The VIDAS Enzyme Linked Fluorescent Assay is a fully automated assay for the detection of Chlamydia trachomatis in clinical specimens. Because there is an increasing demand for automated assays for large volume laboratories and there is little performance data available, the authors evaluated the performance of the VIDAS enzyme linked fluorescent assay by comparing it with Chlamydiazyme and polymerase chain reaction.
Endocervical swabs from 330 women attending a hospital based obstetrics/gynecology clinic and 100 first void urine specimens from males attending a sexually transmitted disease clinic were tested by enzyme linked fluorescent assay, Chlamydiazyme, and polymerase chain reaction.
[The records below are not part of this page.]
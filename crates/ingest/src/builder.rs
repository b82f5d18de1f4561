//! Fact table and chunk corpus builder
//!
//! For every registered source: read its text, clean it, extract the fields
//! its source type is allowed to supply, and emit one canonical chunk per
//! extracted field. Fact chunks are then deduplicated per (scheme, field) by
//! source priority, quality checks run, and full-text windows are appended.

use once_cell::sync::Lazy;
use regex::Regex;
use serde::Serialize;
use std::collections::{BTreeMap, HashMap};
use std::io::Write;

use fundfacts_config::{constants, DataConfig, IngestConfig};
use fundfacts_core::{
    source_priority, write_atomic, Chunk, FactRecord, Field, SchemeTag, SourceDocument, SourceType,
};
use fundfacts_rag::{write_chunks_jsonl, write_fact_table};

use crate::chunker::FullTextChunker;
use crate::cleaning::{clean_text, needs_ocr, CleanReport};
use crate::extractors::{extract_field, extract_lock_in};
use crate::sources::{load_registry, read_source_text, SourceRegistry};
use crate::Result;

static SIP_FORMAT: Lazy<Regex> = Lazy::new(|| Regex::new(r"^₹[0-9]+$").unwrap());

/// Source types allowed to supply a field, best first
pub fn field_sources(field: Field) -> &'static [SourceType] {
    use SourceType::*;

    match field {
        Field::MinSip | Field::MinLumpsum => &[KimPdf, SidPdf, SchemeOverview],
        Field::ExitLoad => &[SidPdf, KimPdf, FactsheetConsolidated, SchemeOverview],
        Field::ExpenseRatio => &[FactsheetConsolidated, Regulatory],
        Field::Benchmark | Field::Riskometer => &[SchemeOverview, FactsheetConsolidated],
        // Statutory; set for every ELSS source regardless of type
        Field::LockIn => &[],
    }
}

fn allowed(field: Field, source_type: SourceType) -> bool {
    field_sources(field).contains(&source_type)
}

/// Dedup rank of a source type for a field; lower wins
fn field_rank(field: Field, source_type: SourceType) -> usize {
    if field == Field::LockIn {
        return source_priority(source_type) as usize;
    }
    field_sources(field)
        .iter()
        .position(|t| *t == source_type)
        .unwrap_or(usize::MAX)
}

/// Canonical chunk text, capped at `max_chars`
pub fn fact_chunk_text(
    field: Field,
    value: &str,
    source_id: &str,
    source_type: SourceType,
    max_chars: usize,
) -> String {
    let text = format!(
        "{}: {}. Source: {} ({}).",
        field.label(),
        value,
        source_id,
        source_type
    );
    if text.chars().count() <= max_chars {
        return text;
    }
    let mut capped: String = text.chars().take(max_chars.saturating_sub(3)).collect();
    capped.push_str("...");
    capped
}

/// Everything derived from one usable source
#[derive(Debug, Clone)]
pub struct SourceFacts {
    pub source: SourceDocument,
    pub record: FactRecord,
    pub fact_chunks: Vec<Chunk>,
    pub fulltext_chunks: Vec<Chunk>,
    pub cleaning: CleanReport,
}

#[derive(Debug, Clone, Default, Serialize)]
pub struct BuildReport {
    pub sources_total: usize,
    pub sources_processed: usize,
    pub sources_missing_text: Vec<String>,
    pub ocr_required: Vec<String>,
    /// Processed sources that yielded at least one fact chunk
    pub sources_with_facts: usize,
    pub fact_chunks: usize,
    pub fulltext_chunks: usize,
    pub field_counts: BTreeMap<Field, usize>,
    pub pii_redactions: usize,
    pub ocr_fixes: usize,
    pub quality_issues: Vec<String>,
}

impl BuildReport {
    /// At least half the sources produced a fact chunk
    pub fn is_healthy(&self) -> bool {
        self.sources_with_facts * 2 >= self.sources_total
    }
}

/// Artifacts produced by one build
#[derive(Debug, Clone, Default)]
pub struct BuildOutput {
    pub facts: Vec<FactRecord>,
    pub chunks: Vec<Chunk>,
    pub report: BuildReport,
}

pub struct FactBuilder {
    config: IngestConfig,
    chunker: FullTextChunker,
}

impl FactBuilder {
    pub fn new(config: IngestConfig) -> Self {
        let chunker = FullTextChunker::from(&config);
        Self { config, chunker }
    }

    /// Clean and extract one source. `None` means the text needs OCR.
    pub fn process_source(&self, source: &SourceDocument, raw: &str) -> Option<SourceFacts> {
        let source_id = source.source_id.as_str();
        if needs_ocr(raw, self.config.min_source_chars) {
            tracing::warn!(source_id, "Source text too short, may require OCR");
            return None;
        }

        let (cleaned, cleaning) = clean_text(raw, source_id);
        if needs_ocr(&cleaned, self.config.min_source_chars) {
            tracing::warn!(source_id, "Cleaned text too short, flagging for OCR");
            return None;
        }

        let mut record = FactRecord::new(source_id, source.scheme_tag, source.source_type);
        record.source_url = source.source_url.clone();
        record.last_fetched_date = source.last_fetched_date.clone();

        let mut attempted = Vec::new();
        for field in Field::ALL {
            if field == Field::LockIn || !allowed(field, source.source_type) {
                continue;
            }
            attempted.push(field);
            record.set(field, extract_field(field, &cleaned, source));
        }

        if source.scheme_tag == SchemeTag::Elss {
            let statutory = constants::statutory::ELSS_LOCK_IN;
            if let Some(stated) = extract_lock_in(&cleaned, source.scheme_tag) {
                if stated != statutory {
                    tracing::warn!(
                        source_id,
                        stated = %stated,
                        "ELSS lock-in stated differently, using the statutory value"
                    );
                }
            }
            record.set(Field::LockIn, Some(statutory.to_string()));
        }

        let fact_chunks: Vec<Chunk> = Field::ALL
            .iter()
            .filter_map(|&field| {
                let value = record.get(field)?;
                Some(Chunk {
                    id: format!("{}__{}", source_id, field),
                    source_id: source_id.to_string(),
                    text: fact_chunk_text(
                        field,
                        value,
                        source_id,
                        source.source_type,
                        self.config.max_fact_chunk_chars,
                    ),
                    scheme_tag: source.scheme_tag,
                    field: Some(field),
                    source_type: source.source_type,
                    source_url: source.source_url.clone(),
                    last_fetched_date: source.last_fetched_date.clone(),
                })
            })
            .collect();

        let fulltext_chunks = if self.config.include_full_text {
            self.chunker.chunk(source, &cleaned)
        } else {
            Vec::new()
        };

        tracing::info!(
            source_id,
            attempted = attempted.len(),
            found = record.populated(),
            chunks = fact_chunks.len(),
            "Extracted source facts"
        );

        Some(SourceFacts {
            source: source.clone(),
            record,
            fact_chunks,
            fulltext_chunks,
            cleaning,
        })
    }

    /// Build from already-loaded texts, keyed by source id
    pub fn build(&self, registry: &SourceRegistry, texts: &HashMap<String, String>) -> BuildOutput {
        let mut report = BuildReport {
            sources_total: registry.len(),
            ..Default::default()
        };
        let mut processed = Vec::new();

        for source in registry.iter() {
            let Some(raw) = texts.get(&source.source_id) else {
                report.sources_missing_text.push(source.source_id.clone());
                continue;
            };
            match self.process_source(source, raw) {
                Some(facts) => {
                    report.pii_redactions += facts.cleaning.pii_count();
                    report.ocr_fixes += facts.cleaning.ocr_fix_count();
                    processed.push(facts);
                }
                None => report.ocr_required.push(source.source_id.clone()),
            }
        }
        report.sources_processed = processed.len();
        report.sources_with_facts = processed.iter().filter(|p| !p.fact_chunks.is_empty()).count();

        let candidates: Vec<Chunk> = processed
            .iter()
            .flat_map(|p| p.fact_chunks.iter().cloned())
            .collect();
        let mut fact_chunks = dedup_fact_chunks(candidates);
        let mut facts: Vec<FactRecord> = processed.iter().map(|p| p.record.clone()).collect();

        report.quality_issues = quality_checks(registry, &mut facts, &mut fact_chunks);
        for record in &facts {
            for field in Field::ALL {
                if record.get(field).is_some() {
                    *report.field_counts.entry(field).or_default() += 1;
                }
            }
        }

        let fulltext: Vec<Chunk> = processed
            .into_iter()
            .flat_map(|p| p.fulltext_chunks)
            .collect();
        report.fact_chunks = fact_chunks.len();
        report.fulltext_chunks = fulltext.len();

        let mut chunks = fact_chunks;
        chunks.extend(fulltext);

        tracing::info!(
            sources = report.sources_total,
            processed = report.sources_processed,
            fact_chunks = report.fact_chunks,
            fulltext_chunks = report.fulltext_chunks,
            ocr_required = report.ocr_required.len(),
            issues = report.quality_issues.len(),
            "Built fact corpus"
        );

        BuildOutput {
            facts,
            chunks,
            report,
        }
    }

    /// Load the registry and texts named in `data`, build, and write the chunk
    /// corpus, fact table and OCR list
    pub fn run(&self, data: &DataConfig) -> Result<BuildReport> {
        let registry = load_registry(&data.sources_csv)?;

        let mut texts = HashMap::new();
        for source in registry.iter() {
            if let Some(text) = read_source_text(&data.raw_text_dir, &source.source_id)? {
                texts.insert(source.source_id.clone(), text);
            }
        }

        let output = self.build(&registry, &texts);
        write_chunks_jsonl(&data.chunks_path, &output.chunks)?;
        write_fact_table(&data.facts_path, &output.facts)?;
        write_atomic(&data.ocr_required_path, |w| {
            for source_id in &output.report.ocr_required {
                writeln!(w, "{}", source_id)?;
            }
            Ok(())
        })?;

        tracing::info!(
            chunks = %data.chunks_path.display(),
            facts = %data.facts_path.display(),
            "Wrote build outputs"
        );
        Ok(output.report)
    }
}

/// Keep the best-ranked chunk per (scheme, field); ties keep the earliest
pub fn dedup_fact_chunks(chunks: Vec<Chunk>) -> Vec<Chunk> {
    let mut best: BTreeMap<(SchemeTag, Field), Chunk> = BTreeMap::new();
    for chunk in chunks {
        let Some(field) = chunk.field else {
            continue;
        };
        let key = (chunk.scheme_tag, field);
        let replace = best
            .get(&key)
            .map(|kept| field_rank(field, chunk.source_type) < field_rank(field, kept.source_type))
            .unwrap_or(true);
        if replace {
            best.insert(key, chunk);
        }
    }
    best.into_values().collect()
}

/// Check the built facts, repairing what can be repaired; returns the issues
pub fn quality_checks(
    registry: &SourceRegistry,
    facts: &mut [FactRecord],
    chunks: &mut Vec<Chunk>,
) -> Vec<String> {
    let mut issues = Vec::new();
    let statutory = constants::statutory::ELSS_LOCK_IN;

    for record in facts.iter().filter(|r| r.scheme_tag == SchemeTag::Elss) {
        if record.get(Field::LockIn) != Some(statutory) {
            issues.push(format!("{}: ELSS missing lock_in={}", record.source_id, statutory));
        }
    }

    for record in facts.iter_mut() {
        if let Some(sip) = record.get(Field::MinSip) {
            if !SIP_FORMAT.is_match(sip) {
                issues.push(format!("{}: invalid min_sip format: {}", record.source_id, sip));
                let source_id = record.source_id.clone();
                record.set(Field::MinSip, None);
                chunks.retain(|c| !(c.source_id == source_id && c.field == Some(Field::MinSip)));
            }
        }
    }

    let before = chunks.len();
    chunks.retain(|c| {
        let bad = c.field == Some(Field::ExpenseRatio) && !allowed(Field::ExpenseRatio, c.source_type);
        if bad {
            issues.push(format!(
                "{}: expense_ratio from disallowed source type {}",
                c.source_id, c.source_type
            ));
        }
        !bad
    });
    if chunks.len() != before {
        for record in facts.iter_mut() {
            if !allowed(Field::ExpenseRatio, record.source_type) {
                record.set(Field::ExpenseRatio, None);
            }
        }
    }

    let mut per_scheme: BTreeMap<SchemeTag, usize> = BTreeMap::new();
    for scheme in registry.schemes() {
        per_scheme.insert(scheme, 0);
    }
    for record in facts.iter() {
        let best = per_scheme.entry(record.scheme_tag).or_default();
        *best = (*best).max(record.populated());
    }
    for (scheme, count) in per_scheme {
        if scheme != SchemeTag::All && count < constants::ingest::MIN_FIELDS_PER_SCHEME {
            issues.push(format!("{}: only {} fields extracted", scheme, count));
        }
    }

    for issue in &issues {
        tracing::warn!(issue = %issue, "Quality check failed");
    }
    issues
}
Fourteen of 330 endocervical specimens and 14 of 100 first void urine specimens were positive by Chlamydiazyme. Enzyme linked fluorescent assay detected 12 of 14 endocervical and 11 of 14 first void urine specimens. Compared with Chlamydiazyme, enzyme linked fluorescent assay had a sensitivity of 85.7% (12 of 14) for endocervical swabs and 76.9% (11 of 14) for first void urine specimens. Polymerase chain reaction detected an additional five endocervical and two first void urine specimens that had negative results by both enzyme linked fluorescent assay and Chlamydiazyme. All 7 were confirmed positive by polymerase chain reaction using a second primer set. Using an expanded gold standard of blocked Chlamydiazyme and confirmed polymerase chain reaction, enzyme linked fluorescent assay had a sensitivity of 63.2% (12 of 19) for endocervical swabs and 68.8% (11 of 16) for first void urine specimens compared with 73.7% (14 of 19) and 87.5% (14 of 16) for Chlamydiazyme. Polymerase chain reaction had a sensitivity of 100% (19 of 19) and 93.8% (15 of 16) for endocervical swabs and first void urine specimens, respectively. The specificity of enzyme linked fluorescent assay and Chlamydiazyme was 100%.
The VIDAS enzyme linked fluorescent assay for the detection of Chlamydia trachomatis in genitourinary specimens is highly specific but is not sufficiently sensitive for use as a routine diagnostic test.
VIDAS酶联荧光分析法是一种用于检测临床标本中沙眼衣原体的全自动检测方法。由于大型实验室对自动化检测方法的需求日益增加,且可用的性能数据较少,作者通过将VIDAS酶联荧光分析法与衣原体酶免疫测定法和聚合酶链反应进行比较,评估了其性能。
对来自一家医院妇产科门诊的330名女性的宫颈拭子和来自一家性传播疾病门诊的100名男性的首次晨尿标本进行酶联荧光分析法、衣原体酶免疫测定法和聚合酶链反应检测。
衣原体酶免疫测定法检测出330份宫颈标本中的14份和100份首次晨尿标本中的14份呈阳性。酶联荧光分析法检测出14份宫颈标本中的12份和14份首次晨尿标本中的11份。与衣原体酶免疫测定法相比,酶联荧光分析法对宫颈拭子的敏感性为85.7%(14份中的12份),对首次晨尿标本的敏感性为76.9%(14份中的11份)。聚合酶链反应检测出另外5份宫颈标本和2份首次晨尿标本,这两份标本经酶联荧光分析法和衣原体酶免疫测定法检测均为阴性。使用第二组引物进行聚合酶链反应,所有7份标本均被确认为阳性。采用扩展的金标准,即阻断衣原体酶免疫测定法和经确认的聚合酶链反应,酶联荧光分析法对宫颈拭子的敏感性为63.2%(19份中的12份),对首次晨尿标本的敏感性为68.8%(16份中的11份),而衣原体酶免疫测定法分别为73.7%(19份中的14份)和87.5%(16份中的14份)。聚合酶链反应对宫颈拭子和首次晨尿标本的敏感性分别为100%(19份中的19份)和93.8%(16份中的15份)。酶联荧光分析法和衣原体酶免疫测定法的特异性均为100%。
用于检测泌尿生殖标本中沙眼衣原体的VIDAS酶联荧光分析法具有高度特异性,但作为常规诊断试验其敏感性不足。